TASK TO COMPLETE: Taking the lines below one at a time, count those with the string "trace" and give the result alone.

DATASET CONTENT:
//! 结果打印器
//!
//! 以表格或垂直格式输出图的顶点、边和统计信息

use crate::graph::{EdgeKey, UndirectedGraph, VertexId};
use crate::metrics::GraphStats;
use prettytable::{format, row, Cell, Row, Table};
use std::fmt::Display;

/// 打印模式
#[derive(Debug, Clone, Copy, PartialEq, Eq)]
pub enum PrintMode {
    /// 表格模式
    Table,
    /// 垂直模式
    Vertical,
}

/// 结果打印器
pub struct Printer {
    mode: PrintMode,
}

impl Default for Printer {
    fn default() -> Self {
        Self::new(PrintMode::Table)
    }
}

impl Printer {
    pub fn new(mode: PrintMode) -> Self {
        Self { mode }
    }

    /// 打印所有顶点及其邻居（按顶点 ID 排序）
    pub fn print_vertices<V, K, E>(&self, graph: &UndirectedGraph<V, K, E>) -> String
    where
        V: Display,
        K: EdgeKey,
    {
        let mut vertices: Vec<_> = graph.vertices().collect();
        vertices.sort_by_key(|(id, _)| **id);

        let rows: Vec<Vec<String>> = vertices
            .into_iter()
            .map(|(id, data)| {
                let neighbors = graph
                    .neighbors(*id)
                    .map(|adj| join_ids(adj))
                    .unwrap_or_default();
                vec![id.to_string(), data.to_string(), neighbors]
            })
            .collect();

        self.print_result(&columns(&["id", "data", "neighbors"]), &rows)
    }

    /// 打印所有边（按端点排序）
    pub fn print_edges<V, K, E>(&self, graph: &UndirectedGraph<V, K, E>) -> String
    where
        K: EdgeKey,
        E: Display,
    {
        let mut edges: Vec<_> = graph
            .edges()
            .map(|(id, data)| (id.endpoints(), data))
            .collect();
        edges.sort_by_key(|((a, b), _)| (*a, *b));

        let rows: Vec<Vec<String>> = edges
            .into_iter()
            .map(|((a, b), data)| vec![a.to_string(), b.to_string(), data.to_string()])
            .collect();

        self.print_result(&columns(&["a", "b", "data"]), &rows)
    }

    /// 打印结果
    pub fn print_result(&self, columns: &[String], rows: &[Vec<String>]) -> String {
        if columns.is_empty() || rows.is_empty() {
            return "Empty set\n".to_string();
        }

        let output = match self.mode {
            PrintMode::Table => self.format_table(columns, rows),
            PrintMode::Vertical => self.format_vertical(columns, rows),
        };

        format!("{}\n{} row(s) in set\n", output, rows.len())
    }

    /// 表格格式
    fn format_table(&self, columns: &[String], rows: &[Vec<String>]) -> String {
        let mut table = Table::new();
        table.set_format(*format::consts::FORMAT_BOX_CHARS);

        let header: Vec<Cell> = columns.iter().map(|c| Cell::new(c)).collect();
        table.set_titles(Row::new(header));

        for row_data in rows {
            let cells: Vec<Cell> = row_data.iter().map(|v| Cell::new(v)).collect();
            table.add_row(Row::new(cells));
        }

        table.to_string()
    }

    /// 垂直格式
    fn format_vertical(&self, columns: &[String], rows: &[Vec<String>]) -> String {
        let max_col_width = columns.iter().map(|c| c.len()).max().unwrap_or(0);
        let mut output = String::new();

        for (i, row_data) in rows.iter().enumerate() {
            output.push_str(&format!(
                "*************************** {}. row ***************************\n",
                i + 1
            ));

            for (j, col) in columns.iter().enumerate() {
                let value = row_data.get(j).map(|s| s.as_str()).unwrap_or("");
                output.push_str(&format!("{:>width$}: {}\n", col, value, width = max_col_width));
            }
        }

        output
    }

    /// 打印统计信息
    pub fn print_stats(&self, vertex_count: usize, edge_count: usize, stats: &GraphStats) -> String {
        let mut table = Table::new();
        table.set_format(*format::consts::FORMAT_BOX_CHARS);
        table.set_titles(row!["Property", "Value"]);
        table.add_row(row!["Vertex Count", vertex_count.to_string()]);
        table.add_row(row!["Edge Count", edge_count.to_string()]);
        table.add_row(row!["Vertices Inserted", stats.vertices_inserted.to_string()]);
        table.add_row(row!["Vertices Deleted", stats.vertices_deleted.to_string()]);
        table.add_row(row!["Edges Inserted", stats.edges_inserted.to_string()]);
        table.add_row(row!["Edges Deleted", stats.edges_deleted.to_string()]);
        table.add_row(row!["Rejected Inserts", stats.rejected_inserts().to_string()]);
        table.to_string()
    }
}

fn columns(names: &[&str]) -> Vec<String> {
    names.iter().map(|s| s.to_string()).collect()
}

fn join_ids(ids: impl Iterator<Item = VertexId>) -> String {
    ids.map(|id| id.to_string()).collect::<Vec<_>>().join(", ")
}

---

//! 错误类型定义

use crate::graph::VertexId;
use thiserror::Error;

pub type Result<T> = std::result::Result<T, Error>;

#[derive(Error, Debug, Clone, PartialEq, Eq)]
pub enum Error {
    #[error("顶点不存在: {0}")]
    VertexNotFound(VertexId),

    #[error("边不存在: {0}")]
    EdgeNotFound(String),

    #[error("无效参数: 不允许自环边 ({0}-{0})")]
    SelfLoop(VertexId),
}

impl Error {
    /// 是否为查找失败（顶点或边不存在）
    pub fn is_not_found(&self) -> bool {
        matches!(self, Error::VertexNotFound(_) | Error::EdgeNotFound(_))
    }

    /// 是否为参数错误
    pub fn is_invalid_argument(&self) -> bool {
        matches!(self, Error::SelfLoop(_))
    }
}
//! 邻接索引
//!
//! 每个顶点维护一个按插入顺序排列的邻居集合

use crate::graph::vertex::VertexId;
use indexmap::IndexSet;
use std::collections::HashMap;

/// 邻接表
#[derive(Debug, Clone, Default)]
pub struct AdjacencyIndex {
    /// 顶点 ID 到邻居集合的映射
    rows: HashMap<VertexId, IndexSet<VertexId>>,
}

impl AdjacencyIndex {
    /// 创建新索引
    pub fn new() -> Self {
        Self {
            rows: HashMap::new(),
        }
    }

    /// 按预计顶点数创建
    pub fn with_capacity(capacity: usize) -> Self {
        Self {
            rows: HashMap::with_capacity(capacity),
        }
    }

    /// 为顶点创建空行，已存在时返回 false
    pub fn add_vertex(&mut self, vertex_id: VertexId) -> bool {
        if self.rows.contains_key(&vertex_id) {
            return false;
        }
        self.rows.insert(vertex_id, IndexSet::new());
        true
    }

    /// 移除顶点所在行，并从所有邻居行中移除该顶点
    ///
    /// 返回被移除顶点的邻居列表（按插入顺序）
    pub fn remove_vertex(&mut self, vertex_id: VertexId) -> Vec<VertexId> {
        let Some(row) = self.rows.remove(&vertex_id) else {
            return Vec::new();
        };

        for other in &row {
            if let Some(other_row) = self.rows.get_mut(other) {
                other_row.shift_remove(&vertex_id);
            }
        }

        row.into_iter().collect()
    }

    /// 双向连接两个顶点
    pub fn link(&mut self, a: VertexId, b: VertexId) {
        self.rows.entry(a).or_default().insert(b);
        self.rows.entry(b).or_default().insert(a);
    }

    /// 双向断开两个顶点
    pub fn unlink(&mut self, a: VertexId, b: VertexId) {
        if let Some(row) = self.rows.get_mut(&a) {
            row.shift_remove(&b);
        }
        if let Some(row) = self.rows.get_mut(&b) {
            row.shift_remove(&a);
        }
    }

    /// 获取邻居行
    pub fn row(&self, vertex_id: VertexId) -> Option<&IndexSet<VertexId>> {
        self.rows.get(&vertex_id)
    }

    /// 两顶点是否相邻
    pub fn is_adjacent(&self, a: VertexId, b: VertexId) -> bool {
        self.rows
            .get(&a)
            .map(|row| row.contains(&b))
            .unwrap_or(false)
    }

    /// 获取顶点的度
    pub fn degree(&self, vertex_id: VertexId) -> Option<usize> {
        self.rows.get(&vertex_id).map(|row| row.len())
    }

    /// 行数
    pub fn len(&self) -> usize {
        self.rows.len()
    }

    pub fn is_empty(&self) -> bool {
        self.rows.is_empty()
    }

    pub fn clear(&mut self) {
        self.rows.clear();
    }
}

--

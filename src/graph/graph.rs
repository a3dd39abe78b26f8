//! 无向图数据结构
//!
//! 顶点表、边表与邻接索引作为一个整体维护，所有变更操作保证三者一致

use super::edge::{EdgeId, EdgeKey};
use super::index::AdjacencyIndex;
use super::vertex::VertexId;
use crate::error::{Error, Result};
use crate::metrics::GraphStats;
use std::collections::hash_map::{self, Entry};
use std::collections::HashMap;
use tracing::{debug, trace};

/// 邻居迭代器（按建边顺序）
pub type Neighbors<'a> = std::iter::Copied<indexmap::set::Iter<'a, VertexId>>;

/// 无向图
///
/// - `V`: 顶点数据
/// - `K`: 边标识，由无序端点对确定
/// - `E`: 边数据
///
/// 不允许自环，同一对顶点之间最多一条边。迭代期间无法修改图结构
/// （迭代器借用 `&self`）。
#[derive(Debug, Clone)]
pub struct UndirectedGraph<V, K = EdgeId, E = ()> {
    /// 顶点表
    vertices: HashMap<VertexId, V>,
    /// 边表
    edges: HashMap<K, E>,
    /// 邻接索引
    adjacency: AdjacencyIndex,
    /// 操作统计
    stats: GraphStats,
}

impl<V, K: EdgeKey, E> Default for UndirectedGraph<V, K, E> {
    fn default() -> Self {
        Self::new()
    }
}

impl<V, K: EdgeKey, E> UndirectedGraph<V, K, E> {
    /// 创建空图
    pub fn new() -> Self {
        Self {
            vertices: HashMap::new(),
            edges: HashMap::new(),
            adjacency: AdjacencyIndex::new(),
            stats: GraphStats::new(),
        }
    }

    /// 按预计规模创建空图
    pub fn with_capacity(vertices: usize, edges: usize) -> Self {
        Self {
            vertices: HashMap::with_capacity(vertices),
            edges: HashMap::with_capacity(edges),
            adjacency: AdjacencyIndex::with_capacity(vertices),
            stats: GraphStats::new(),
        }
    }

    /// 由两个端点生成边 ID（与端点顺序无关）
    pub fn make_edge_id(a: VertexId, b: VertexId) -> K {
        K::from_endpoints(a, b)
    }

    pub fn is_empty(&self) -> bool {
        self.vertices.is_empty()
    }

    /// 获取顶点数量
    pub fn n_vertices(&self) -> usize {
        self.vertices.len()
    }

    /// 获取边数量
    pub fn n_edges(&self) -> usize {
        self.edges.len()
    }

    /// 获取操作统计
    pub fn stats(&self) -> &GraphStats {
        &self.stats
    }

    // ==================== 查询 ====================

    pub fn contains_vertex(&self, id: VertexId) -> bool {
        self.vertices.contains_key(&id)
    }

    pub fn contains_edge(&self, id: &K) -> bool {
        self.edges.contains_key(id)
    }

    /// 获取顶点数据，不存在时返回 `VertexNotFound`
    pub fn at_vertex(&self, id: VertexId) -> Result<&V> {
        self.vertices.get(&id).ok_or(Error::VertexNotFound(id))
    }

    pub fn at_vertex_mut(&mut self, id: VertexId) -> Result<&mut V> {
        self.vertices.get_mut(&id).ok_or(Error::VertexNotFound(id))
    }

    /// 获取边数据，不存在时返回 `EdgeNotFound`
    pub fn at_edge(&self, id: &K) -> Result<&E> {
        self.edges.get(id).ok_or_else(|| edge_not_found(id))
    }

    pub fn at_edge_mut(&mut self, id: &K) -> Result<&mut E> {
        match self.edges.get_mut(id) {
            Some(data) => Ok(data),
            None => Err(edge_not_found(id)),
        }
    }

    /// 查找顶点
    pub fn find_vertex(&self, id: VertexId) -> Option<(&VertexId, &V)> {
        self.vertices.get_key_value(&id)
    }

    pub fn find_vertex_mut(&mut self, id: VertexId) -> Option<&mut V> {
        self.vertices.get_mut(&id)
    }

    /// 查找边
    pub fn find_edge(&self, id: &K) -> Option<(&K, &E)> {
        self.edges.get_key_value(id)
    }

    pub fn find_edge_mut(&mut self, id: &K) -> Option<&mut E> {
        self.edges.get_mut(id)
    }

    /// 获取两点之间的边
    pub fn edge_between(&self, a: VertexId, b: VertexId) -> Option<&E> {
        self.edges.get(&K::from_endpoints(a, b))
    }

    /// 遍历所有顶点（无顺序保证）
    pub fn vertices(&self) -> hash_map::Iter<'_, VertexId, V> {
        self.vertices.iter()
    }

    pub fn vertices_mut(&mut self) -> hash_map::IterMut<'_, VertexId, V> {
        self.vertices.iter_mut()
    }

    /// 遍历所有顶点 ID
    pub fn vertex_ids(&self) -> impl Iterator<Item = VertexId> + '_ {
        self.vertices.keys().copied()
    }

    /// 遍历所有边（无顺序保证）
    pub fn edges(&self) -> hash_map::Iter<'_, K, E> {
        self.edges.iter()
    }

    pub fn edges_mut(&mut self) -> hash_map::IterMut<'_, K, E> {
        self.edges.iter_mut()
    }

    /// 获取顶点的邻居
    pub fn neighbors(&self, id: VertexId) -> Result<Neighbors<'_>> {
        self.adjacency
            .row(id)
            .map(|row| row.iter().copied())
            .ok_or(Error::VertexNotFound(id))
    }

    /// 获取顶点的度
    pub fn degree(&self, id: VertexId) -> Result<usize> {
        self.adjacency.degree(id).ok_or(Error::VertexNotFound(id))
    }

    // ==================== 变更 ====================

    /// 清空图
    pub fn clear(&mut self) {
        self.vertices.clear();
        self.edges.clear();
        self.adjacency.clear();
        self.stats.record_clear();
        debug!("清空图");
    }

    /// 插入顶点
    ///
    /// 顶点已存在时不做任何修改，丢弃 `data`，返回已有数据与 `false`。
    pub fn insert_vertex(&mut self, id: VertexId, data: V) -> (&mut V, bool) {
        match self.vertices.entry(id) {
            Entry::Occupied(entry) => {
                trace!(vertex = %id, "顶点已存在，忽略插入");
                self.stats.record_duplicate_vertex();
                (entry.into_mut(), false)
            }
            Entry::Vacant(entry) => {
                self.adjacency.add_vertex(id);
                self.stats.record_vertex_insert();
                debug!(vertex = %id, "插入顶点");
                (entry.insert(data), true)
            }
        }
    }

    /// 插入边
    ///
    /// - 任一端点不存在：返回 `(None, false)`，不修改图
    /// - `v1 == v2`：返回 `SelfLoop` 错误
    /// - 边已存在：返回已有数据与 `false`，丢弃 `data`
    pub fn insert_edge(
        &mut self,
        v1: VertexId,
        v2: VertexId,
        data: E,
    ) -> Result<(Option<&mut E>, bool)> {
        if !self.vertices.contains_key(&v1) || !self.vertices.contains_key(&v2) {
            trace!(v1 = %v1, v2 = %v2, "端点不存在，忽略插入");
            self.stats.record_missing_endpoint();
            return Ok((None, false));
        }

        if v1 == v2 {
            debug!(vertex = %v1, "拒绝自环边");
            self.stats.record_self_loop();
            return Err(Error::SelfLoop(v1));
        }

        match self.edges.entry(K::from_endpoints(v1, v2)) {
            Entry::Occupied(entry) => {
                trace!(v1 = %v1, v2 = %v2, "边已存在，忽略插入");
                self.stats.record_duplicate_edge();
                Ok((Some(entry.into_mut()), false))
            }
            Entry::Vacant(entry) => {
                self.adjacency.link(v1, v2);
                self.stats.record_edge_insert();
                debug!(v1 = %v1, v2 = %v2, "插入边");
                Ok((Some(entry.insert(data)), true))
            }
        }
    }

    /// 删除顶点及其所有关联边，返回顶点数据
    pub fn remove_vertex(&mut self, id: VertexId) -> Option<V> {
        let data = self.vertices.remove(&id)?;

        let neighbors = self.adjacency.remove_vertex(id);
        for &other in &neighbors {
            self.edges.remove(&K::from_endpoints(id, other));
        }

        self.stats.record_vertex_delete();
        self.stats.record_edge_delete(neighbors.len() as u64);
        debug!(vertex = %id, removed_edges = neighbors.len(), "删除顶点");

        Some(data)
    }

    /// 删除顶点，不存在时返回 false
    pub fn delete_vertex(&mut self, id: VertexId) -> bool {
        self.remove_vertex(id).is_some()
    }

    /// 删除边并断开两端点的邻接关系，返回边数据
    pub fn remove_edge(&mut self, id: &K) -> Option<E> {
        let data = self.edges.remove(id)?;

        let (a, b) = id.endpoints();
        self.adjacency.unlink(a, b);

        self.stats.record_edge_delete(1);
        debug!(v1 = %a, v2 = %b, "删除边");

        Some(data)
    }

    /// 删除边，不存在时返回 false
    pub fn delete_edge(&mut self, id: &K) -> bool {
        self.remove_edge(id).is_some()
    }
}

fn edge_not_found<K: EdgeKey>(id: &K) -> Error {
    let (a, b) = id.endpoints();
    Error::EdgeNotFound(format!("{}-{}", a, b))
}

RESPONSE TO THIS EXERCISE: 4